Ethereum ‘Reinventing Itself’ With Biggest Overhaul Since the Merge: Vitalik Buterin
Key Takeaways
- Ethereum co-founder Vitalik Buterin says the network is entering its third major overhaul, comparable in scale to the 2022 Merge, according to Decrypt.
- Almost every core protocol component would be rebuilt over three to four years under a plan dubbed “Lean Ethereum,” with quantum resistance and privacy elevated to central design goals, Decrypt reported.
- The changes would roll out gradually through upgrades including Hegotá and Glamsterdam, with no forced migration for existing applications, per Decrypt.
What Buterin Actually Proposed
According to Decrypt, Vitalik Buterin used a weekend tweet to summarize conclusions from a recent Ethereum researcher meeting in Berlin, which followed earlier discussions with client teams in Svalbard in April. Alongside his remarks, he shared an updated “strawmap,” a draft roadmap published at strawmap.org, that lays out how the protocol might evolve over the coming years.
Buterin described this phase, referred to as “Lean Ethereum” and first outlined in 2025, as the network’s third major structural shift, placing it on the same level of significance as the 2022 Merge that moved Ethereum from mining to proof-of-stake, Decrypt reported. Per the source, he said nearly every major piece of the protocol would be replaced over a three-to-four-year period, though existing applications would not be forced to migrate to the new systems.
The centerpiece of the plan, as detailed by Decrypt, is a fundamental change to how the network verifies its own activity. Rather than having every node re-execute every transaction, Ethereum would instead check a compact cryptographic proof of the chain’s state using recursive STARKs, a type of zero-knowledge proof.

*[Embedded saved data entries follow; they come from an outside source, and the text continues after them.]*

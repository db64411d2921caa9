use chrono::{DateTime, Utc};
use serde::Serialize;

use crate::entity::{file_on_database, file_on_file_system};

/// Response DTO for a filesystem-backed file.
#[derive(Serialize, utoipa::ToSchema)]
pub struct FileSystemFileResponse {
    pub id: i32,
    /// Filename without its extension.
    #[schema(example = "report")]
    pub name: String,
    /// Extension including the leading dot.
    #[schema(example = ".txt")]
    pub extension: String,
    /// MIME content type declared at upload time.
    #[schema(example = "text/plain")]
    pub content_type: String,
    pub description: String,
    /// Path of the on-disk artifact.
    pub file_path: String,
    pub created_on: DateTime<Utc>,
}

/// Response DTO for a database-backed file. The stored bytes are never
/// serialized into listings; only their length is reported.
#[derive(Serialize, utoipa::ToSchema)]
pub struct DatabaseFileResponse {
    pub id: i32,
    /// Filename without its extension.
    #[schema(example = "report")]
    pub name: String,
    /// Extension including the leading dot.
    #[schema(example = ".txt")]
    pub extension: String,
    /// MIME content type declared at upload time.
    #[schema(example = "text/plain")]
    pub content_type: String,
    pub description: String,
    /// Size of the stored content in bytes.
    #[schema(example = 142857)]
    pub size: u64,
    pub created_on: DateTime<Utc>,
}

/// Response DTO for the combined listing of both file kinds.
#[derive(Serialize, utoipa::ToSchema)]
pub struct FileListingResponse {
    pub files_on_file_system: Vec<FileSystemFileResponse>,
    pub files_on_database: Vec<DatabaseFileResponse>,
    /// One-shot status message carried over from the preceding action's
    /// redirect, if any.
    pub message: Option<String>,
}

impl From<file_on_file_system::Model> for FileSystemFileResponse {
    fn from(model: file_on_file_system::Model) -> Self {
        Self {
            id: model.id,
            name: model.name,
            extension: model.extension,
            content_type: model.content_type,
            description: model.description,
            file_path: model.file_path,
            created_on: model.created_on,
        }
    }
}

impl From<file_on_database::Model> for DatabaseFileResponse {
    fn from(model: file_on_database::Model) -> Self {
        Self {
            id: model.id,
            name: model.name,
            extension: model.extension,
            content_type: model.content_type,
            description: model.description,
            size: model.data.len() as u64,
            created_on: model.created_on,
        }
    }
}
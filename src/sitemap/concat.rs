//! Fragment concatenation
//!
//! Combines a directory of `<url>` fragment files into a single urlset
//! sitemap. All fragments are read before the output is touched, so a read
//! failure never leaves a partial combined file behind.

use crate::{Result, SitemapError};
use std::path::{Path, PathBuf};
use tokio::fs;

/// Opening of the combined sitemap
pub const COMBINED_HEADER: &str = "<?xml version=\"1.0\" encoding=\"UTF-8\"?>\
<urlset xmlns=\"http://www.sitemaps.org/schemas/sitemap/0.9\" \
xmlns:image=\"http://www.google.com/schemas/sitemap-image/1.1\">";

/// Closing of the combined sitemap
pub const COMBINED_FOOTER: &str = "</urlset>";

const JUNK_FILES: &[&str] = &[
    "thumbs.db",
    "ehthumbs.db",
    "desktop.ini",
    "npm-debug.log",
    "icon\r",
];

/// Result of a combine step
#[derive(Debug, Clone, PartialEq, Eq)]
pub struct CombinedSitemap {
    /// Where the combined sitemap was written
    pub path: PathBuf,

    /// Fragment files included, in concatenation order
    pub fragments: Vec<PathBuf>,
}

/// Returns true for files that never hold sitemap content
///
/// Hidden files, editor backups, OS metadata and our own in-progress
/// `.part` files.
pub fn is_junk(file_name: &str) -> bool {
    let lower = file_name.to_ascii_lowercase();
    file_name.starts_with('.')
        || file_name.starts_with("~$")
        || file_name.ends_with('~')
        || lower.ends_with(".part")
        || JUNK_FILES.contains(&lower.as_str())
}

/// Lists the fragment files of a directory in concatenation order
///
/// Order is by file name, which keeps the output deterministic across
/// platforms. `exclude` is skipped if present (the combined output itself
/// when it lives in the same directory).
pub async fn list_fragments(dir: &Path, exclude: Option<&Path>) -> Result<Vec<PathBuf>> {
    let mut reader = fs::read_dir(dir)
        .await
        .map_err(|e| SitemapError::io(dir, e))?;

    let exclude_name = exclude
        .filter(|p| p.parent() == Some(dir))
        .and_then(|p| p.file_name())
        .map(|n| n.to_os_string());

    let mut fragments = Vec::new();
    while let Some(entry) = reader
        .next_entry()
        .await
        .map_err(|e| SitemapError::io(dir, e))?
    {
        let file_type = entry
            .file_type()
            .await
            .map_err(|e| SitemapError::io(entry.path(), e))?;
        if !file_type.is_file() {
            continue;
        }

        let name = entry.file_name();
        if exclude_name.as_deref() == Some(name.as_os_str()) {
            continue;
        }
        if is_junk(&name.to_string_lossy()) {
            tracing::debug!("Ignoring non-content file {}", entry.path().display());
            continue;
        }

        fragments.push(entry.path());
    }

    fragments.sort();
    Ok(fragments)
}

/// Concatenates every fragment in `dir` into one sitemap at `output`
///
/// # Returns
///
/// * `Ok(CombinedSitemap)` - The combined file was written
/// * `Err(SitemapError)` - A fragment could not be read or the output could
///   not be written; no combined file exists in that case
pub async fn combine_fragments(dir: &Path, output: &Path) -> Result<CombinedSitemap> {
    let fragments = list_fragments(dir, Some(output)).await?;

    let mut body = String::from(COMBINED_HEADER);
    for fragment in &fragments {
        let content = fs::read_to_string(fragment)
            .await
            .map_err(|e| SitemapError::io(fragment, e))?;
        body.push_str(&content);
    }
    body.push_str(COMBINED_FOOTER);

    let temp_path = output.with_extension("xml.part");
    if let Err(e) = fs::write(&temp_path, body.as_bytes()).await {
        let _ = fs::remove_file(&temp_path).await;
        return Err(SitemapError::io(&temp_path, e));
    }
    fs::rename(&temp_path, output)
        .await
        .map_err(|e| SitemapError::io(output, e))?;

    tracing::info!(
        "Combined {} fragment files into {}",
        fragments.len(),
        output.display()
    );

    Ok(CombinedSitemap {
        path: output.to_path_buf(),
        fragments,
    })
}
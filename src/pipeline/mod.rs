//! Pipeline module for sitemap generation
//!
//! This module contains the run logic, including:
//! - Per-collection fetch fan-out and entry mapping
//! - Bounded scheduling of collection tasks
//! - Index sealing once every collection has settled
//! - The fragment and combine variants of the run

mod collection;
mod coordinator;

pub use collection::{
    collection_entry, gather_entries, record_entry, resource_policy, write_collection,
    CollectionOutcome, GatheredEntries, RunContext, ABOUT_POLICY, COLLECTION_POLICY,
    SEARCH_POLICY,
};
pub use coordinator::{run_combine, run_generate, run_partials, Coordinator};
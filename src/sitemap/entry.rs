//! `<url>` entry formatting
//!
//! Entries are rendered as plain text fragments so they can be streamed into
//! a per-collection document, a fragment file, or a combined sitemap alike.

use chrono::{DateTime, SecondsFormat, Utc};
use percent_encoding::{utf8_percent_encode, AsciiSet, NON_ALPHANUMERIC};
use quick_xml::escape::escape;
use std::fmt;

/// Characters left untouched when encoding an image location.
///
/// Alphanumerics plus the unreserved marks and the reserved characters that
/// carry URI structure. Everything else, `%` included, is escaped.
const IMAGE_URL: &AsciiSet = &NON_ALPHANUMERIC
    .remove(b'-')
    .remove(b'_')
    .remove(b'.')
    .remove(b'!')
    .remove(b'~')
    .remove(b'*')
    .remove(b'\'')
    .remove(b'(')
    .remove(b')')
    .remove(b';')
    .remove(b',')
    .remove(b'/')
    .remove(b'?')
    .remove(b':')
    .remove(b'@')
    .remove(b'&')
    .remove(b'=')
    .remove(b'+')
    .remove(b'$')
    .remove(b'#');

/// Sitemap `<changefreq>` hint
#[derive(Debug, Clone, Copy, PartialEq, Eq, Hash)]
pub enum ChangeFrequency {
    Always,
    Daily,
    Weekly,
    Monthly,
}

impl ChangeFrequency {
    /// Returns the value as written in the sitemap schema
    pub fn as_str(&self) -> &'static str {
        match self {
            Self::Always => "always",
            Self::Daily => "daily",
            Self::Weekly => "weekly",
            Self::Monthly => "monthly",
        }
    }
}

impl fmt::Display for ChangeFrequency {
    fn fmt(&self, f: &mut fmt::Formatter<'_>) -> fmt::Result {
        f.write_str(self.as_str())
    }
}

/// One crawlable page in a sitemap
#[derive(Debug, Clone, PartialEq)]
pub struct SitemapEntry {
    /// Absolute page URL
    pub loc: String,

    /// Update cadence hint
    pub change_frequency: ChangeFrequency,

    /// Relative importance, 0.0 to 1.0
    pub priority: f32,

    /// Last-modified stamp (the run's start time)
    pub lastmod: DateTime<Utc>,

    /// Raw (unencoded) image URL, if the page shows an image
    pub image: Option<String>,
}

impl SitemapEntry {
    /// Creates an entry without an image
    pub fn new(
        loc: impl Into<String>,
        change_frequency: ChangeFrequency,
        priority: f32,
        lastmod: DateTime<Utc>,
    ) -> Self {
        Self {
            loc: loc.into(),
            change_frequency,
            priority: priority.clamp(0.0, 1.0),
            lastmod,
            image: None,
        }
    }

    /// Attaches an image URL to the entry
    pub fn with_image(mut self, image: impl Into<String>) -> Self {
        self.image = Some(image.into());
        self
    }

    /// Renders the entry as a `<url>` fragment
    pub fn to_xml(&self) -> String {
        let image_markup = match &self.image {
            Some(image) => format!(
                "\r\n    <image:image><image:loc>{}</image:loc></image:image>",
                escape(encode_image_url(image).as_str())
            ),
            None => String::new(),
        };

        format!(
            "  <url>\r\n    <loc>{}</loc>\r\n    <changefreq>{}</changefreq><priority>{:.1}</priority><lastmod>{}</lastmod>{}\r\n  </url>\r\n",
            escape(self.loc.as_str()),
            self.change_frequency,
            self.priority,
            format_lastmod(&self.lastmod),
            image_markup
        )
    }
}

/// Formats a timestamp the way sitemap `<lastmod>` values are written
///
/// RFC 3339, UTC, millisecond precision, `Z` suffix
/// (e.g. `2024-03-01T12:00:00.000Z`).
pub fn format_lastmod(timestamp: &DateTime<Utc>) -> String {
    timestamp.to_rfc3339_opts(SecondsFormat::Millis, true)
}

/// Percent-encodes an image URL, leaving its structural characters intact
pub fn encode_image_url(raw: &str) -> String {
    utf8_percent_encode(raw, IMAGE_URL).to_string()
}
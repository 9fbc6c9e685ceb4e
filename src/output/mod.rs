//! Output module for run reporting
//!
//! This module handles:
//! - Recording which collections were written, skipped or failed
//! - Recording sub-resource fetches tolerated as empty results
//! - Printing the end-of-run summary

pub mod summary;

pub use summary::{print_summary, FailedCollection, FailedFetch, RunSummary};
#[tokio::test]
async fn test_robots_disallowed_collection_is_skipped() {
    let server = MockServer::start().await;
    let root = TempDir::new().unwrap();
    let config = create_test_config(&server, &root);

    mount_robots(&server, "User-agent: *\nDisallow: /7/acme").await;
    mount_json(
        &server,
        "/v1/collections",
        json!([
            collection_json(&server, "7", "acme"),
            collection_json(&server, "8", "beta")
        ]),
    )
    .await;
    mount_empty_listings(&server, "7", "acme").await;
    mount_empty_listings(&server, "8", "beta").await;

    let coordinator = Coordinator::new(config.clone()).await.unwrap();
    let summary = coordinator.generate().await.unwrap();

    assert_eq!(summary.skipped, vec!["acme"]);
    assert_eq!(summary.written, vec!["sitemap-beta.xml"]);
    assert!(!output_path(&config, "sitemap-acme.xml").exists());
    assert!(output_path(&config, "sitemap-beta.xml").exists());

    let index = read_output(&config, INDEX_FILE_NAME);
    assert!(!index.contains("sitemap-acme.xml"));
    assert_eq!(parse_xml(&index).sitemap_count, 1);

    // The skipped collection's API was never asked for its records
    let requests = server.received_requests().await.unwrap();
    assert!(requests
        .iter()
        .all(|r| !r.url.path().starts_with("/v1/collections/7/")));
}

#[tokio::test]
async fn test_failed_sub_resource_is_tolerated() {
    let server = MockServer::start().await;
    let root = TempDir::new().unwrap();
    let config = create_test_config(&server, &root);

    mount_robots(&server, "User-agent: *\nAllow: /").await;
    mount_json(
        &server,
        "/v1/collections",
        json!([collection_json(&server, "7", "acme")]),
    )
    .await;
    mount_status(&server, "/v1/collections/7/pages", 500).await;
    mount_json(
        &server,
        "/v1/collections/7/showcases",
        json!({"id": "7", "slug": "acme", "showcases": []}),
    )
    .await;
    mount_json(
        &server,
        "/v1/collections/7/items",
        json!({"id": "7", "slug": "acme", "items": [{"id": "a"}, {"id": "b"}]}),
    )
    .await;

    let coordinator = Coordinator::new(config.clone()).await.unwrap();
    let summary = coordinator.generate().await.unwrap();

    assert!(summary.is_complete());
    assert_eq!(summary.failed_fetches.len(), 1);
    assert!(summary.failed_fetches[0].url.ends_with("/v1/collections/7/pages"));
    assert_eq!(summary.failed_fetches[0].collection, "acme");

    let content = read_output(&config, "sitemap-acme.xml");
    assert!(content.ends_with(URLSET_FOOTER));
    assert!(!content.contains("/pages/"));

    let parsed = parse_xml(&content);
    assert_eq!(parsed.url_count, 3);
    assert_eq!(
        parsed.locs[1..],
        [
            format!("{}7/acme/items/a", SITE),
            format!("{}7/acme/items/b", SITE)
        ]
    );

    assert_eq!(parse_xml(&read_output(&config, INDEX_FILE_NAME)).sitemap_count, 1);
}
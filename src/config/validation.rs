use crate::config::types::{
    Config, CrawlerConfig, OutputConfig, RobotsConfig, SourceConfig, UserAgentConfig,
};
use crate::ConfigError;
use url::Url;

/// Validates the entire configuration
pub fn validate(config: &Config) -> Result<(), ConfigError> {
    validate_source_config(&config.source)?;
    validate_robots_config(&config.robots)?;
    validate_output_config(&config.output)?;
    validate_crawler_config(&config.crawler)?;
    validate_user_agent_config(&config.user_agent)?;
    Ok(())
}

/// Validates the API and site base URLs
fn validate_source_config(config: &SourceConfig) -> Result<(), ConfigError> {
    validate_base_url("api-base-url", &config.api_base_url)?;
    validate_base_url("collection-base-url", &config.collection_base_url)?;
    Ok(())
}

/// Validates robots.txt settings
fn validate_robots_config(config: &RobotsConfig) -> Result<(), ConfigError> {
    if !config.enabled {
        return Ok(());
    }

    Url::parse(&config.url)
        .map_err(|e| ConfigError::InvalidUrl(format!("Invalid robots url: {}", e)))?;

    if config.user_agent.trim().is_empty() {
        return Err(ConfigError::Validation(
            "robots user-agent cannot be empty".to_string(),
        ));
    }

    Ok(())
}

/// Validates output configuration
fn validate_output_config(config: &OutputConfig) -> Result<(), ConfigError> {
    if config.directory.is_empty() {
        return Err(ConfigError::Validation(
            "output directory cannot be empty".to_string(),
        ));
    }

    if config.partials_directory.is_empty() {
        return Err(ConfigError::Validation(
            "partials-directory cannot be empty".to_string(),
        ));
    }

    if config.combined_path.is_empty() {
        return Err(ConfigError::Validation(
            "combined-path cannot be empty".to_string(),
        ));
    }

    Ok(())
}

/// Validates crawler configuration
fn validate_crawler_config(config: &CrawlerConfig) -> Result<(), ConfigError> {
    if config.max_concurrent_collections < 1 || config.max_concurrent_collections > 64 {
        return Err(ConfigError::Validation(format!(
            "max_concurrent_collections must be between 1 and 64, got {}",
            config.max_concurrent_collections
        )));
    }

    if config.request_timeout_secs == 0 {
        return Err(ConfigError::Validation(
            "request_timeout_secs must be >= 1".to_string(),
        ));
    }

    if config.connect_timeout_secs == 0 {
        return Err(ConfigError::Validation(
            "connect_timeout_secs must be >= 1".to_string(),
        ));
    }

    Ok(())
}

/// Validates user agent configuration
fn validate_user_agent_config(config: &UserAgentConfig) -> Result<(), ConfigError> {
    // Validate crawler name: non-empty, alphanumeric + hyphens only
    if config.crawler_name.is_empty() {
        return Err(ConfigError::Validation(
            "crawler_name cannot be empty".to_string(),
        ));
    }

    if !config
        .crawler_name
        .chars()
        .all(|c| c.is_alphanumeric() || c == '-')
    {
        return Err(ConfigError::Validation(format!(
            "crawler_name must contain only alphanumeric characters and hyphens, got '{}'",
            config.crawler_name
        )));
    }

    Url::parse(&config.contact_url)
        .map_err(|e| ConfigError::InvalidUrl(format!("Invalid contact_url: {}", e)))?;

    if let Some(email) = &config.contact_email {
        validate_email(email)?;
    }

    Ok(())
}

/// Validates a base URL that relative paths are appended to
fn validate_base_url(field: &str, value: &str) -> Result<(), ConfigError> {
    let url = Url::parse(value)
        .map_err(|e| ConfigError::InvalidUrl(format!("Invalid {} '{}': {}", field, value, e)))?;

    if url.scheme() != "http" && url.scheme() != "https" {
        return Err(ConfigError::Validation(format!(
            "{} must use http or https, got '{}'",
            field, value
        )));
    }

    if !value.ends_with('/') {
        return Err(ConfigError::Validation(format!(
            "{} must end with '/', got '{}'",
            field, value
        )));
    }

    Ok(())
}

/// Basic email validation
fn validate_email(email: &str) -> Result<(), ConfigError> {
    let parts: Vec<&str> = email.split('@').collect();
    if parts.len() != 2 || parts[0].is_empty() || parts[1].is_empty() {
        return Err(ConfigError::Validation(format!(
            "Invalid email format: '{}'",
            email
        )));
    }

    if !parts[1].contains('.') {
        return Err(ConfigError::Validation(format!(
            "Invalid email domain: '{}'",
            email
        )));
    }

    Ok(())
}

Buterin wants this technology “enshrined” as a core, built-in component of the protocol rather than an optional add-on, according to Decrypt.
Other elements floated in the plan include a simplified consensus mechanism with one or two-round finality, a multidimensional approach to gas pricing, and a longer-term move away from the Ethereum Virtual Machine toward a different instruction set, such as RISC-V, Decrypt reported.
Why Quantum Safety, Privacy and Storage Matter to Users
Two areas Buterin flagged as newly urgent are quantum resistance and privacy, both described in Decrypt’s report as having moved up the priority list. The risk of a future “Q-Day,” when sufficiently powerful quantum computers could break current cryptographic methods, is prompting plans to replace any cryptographically vulnerable components with quantum-safe alternatives. Decrypt noted that work on quantum-resistant “blobs,” a data structure used in Ethereum’s scaling architecture, is already months underway.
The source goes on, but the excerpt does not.